What most people don't know was that I had orginally planned to do an Ironman to raise some funds for my sister's iCanServe foundation. Not that they need any, or that I would raise much, but I wanted to race for something bigger than myself.

As for the race, well it was tough. The gun shot off at 7:45 am, with U2 playing, almost unexpectedly. The swim was out and back 3.8km along the coast. It was tough as we faced a current heading out, but took advantage of it coming back. I came out of the water pretty relaxed and ready for the bike leg. This is where I slowly began to realize why they call this race THE TOUGHEST SHOW ON EARTH. The sun was starting to come up, and the hills just kept on coming. There were 2 hills in each loop wherein I was on my last gear, standing up, grinding at 30 cadence, barely moving. Most of the age groupers preferred to walk their bikes up the hill. Those hills would be on my mind the entire bike portion.

At around KM120 into the bike, I was starting to gas out. My body was rejecting calories, and so I decided to pace down and eat less, hoping my stomach would settle. I persevered thru the heat and headwinds, and came off the bike in pretty decent shape (or so I thought).

Hot Hot Hot!!!

The run portion consisted of a 5 lap 8km loop, plus 2km to and fro the transition/finish line. Coming out of the crazy-hot transition tent, I began shuffling the first kilometer. About 2km in, there was a short and steep bridge, which I decided to walk. On the downhill portion, I had resumed my jog. However, I kept thinking how good that walk felt. The blisters I had on my feet were not helping matters -- I named them Titleist and Precept since they were the size of golf balls.

I stopped in every aid station, and showered myself with sponges and water. I could still take no calories, so I relied on water and some electrolytes. I made the first loop in just over an hour. The walk-jog then started turning into more of a walk as my energy dropped to a low. Soon after that's all it was. With more than 21km left in the race, I had given up. The race had won. It was then that I had resigned myself to just finishing the race.
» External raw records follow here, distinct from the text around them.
//! Process shutdown signals.

/// Wait for Ctrl+C or SIGTERM.
pub async fn shutdown_signal() {
    let ctrl_c = async {
        if let Err(e) = tokio::signal::ctrl_c().await {
            tracing::error!(error = %e, "Failed to listen for Ctrl+C");
            std::future::pending::<()>().await;
        }
    };

    #[cfg(unix)]
    let terminate = async {
        match tokio::signal::unix::signal(tokio::signal::unix::SignalKind::terminate()) {
            Ok(mut signal) => {
                signal.recv().await;
            }
            Err(e) => {
                tracing::error!(error = %e, "Failed to install SIGTERM handler");
                std::future::pending::<()>().await;
            }
        }
    };

    #[cfg(not(unix))]
    let terminate = std::future::pending::<()>();

    tokio::select! {
        _ = ctrl_c => {},
        _ = terminate => {},
    }

    tracing::info!("Shutdown signal received");
}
This journey started with a silly 5k. I call it silly because back then, that's all it really was. As the story goes, I egged Hannah into joining a 5k race, and to make the decision easier for her I told her I would run with her. And so we ran (or jogged) the Mizuno Infinity 5k, and finished in a decent 32:30. Two weeks later, I found a reason to quit smoking - triathlon. I borrowed a bike, learned how to swim, and joined the AAV Sprint Tri. This journey started with a silly 5k, and ended with an even sillier 9k.

Hannah began walking with me, in what would be the final 9km of my Ironman journey. While walking, she read text messages from friends and family. It was then when I started to realize how important this was not only to me, but to my friends and family. I had swallowed my pride, slowed down to a walk, but I held my head up high. I ran the final km, thru the chute, straight into Hannah's arms. I had failed, yet I had triumphed.

Finally Over!

In my eyes I had failed utterly, but in others' eyes, I had done something quite extraordinary. I guess what I could take from this experience, I quoted in my last blog entry -- '...at the worst, if he fails, at least he fails while daring greatly, so that his place shall never be with those cold and timid souls who knew neither victory nor defeat.'

I guess there really is no shame in walking...for as long as it is towards the finish line.

For my family and friends, who have taught me how to triumph in defeat.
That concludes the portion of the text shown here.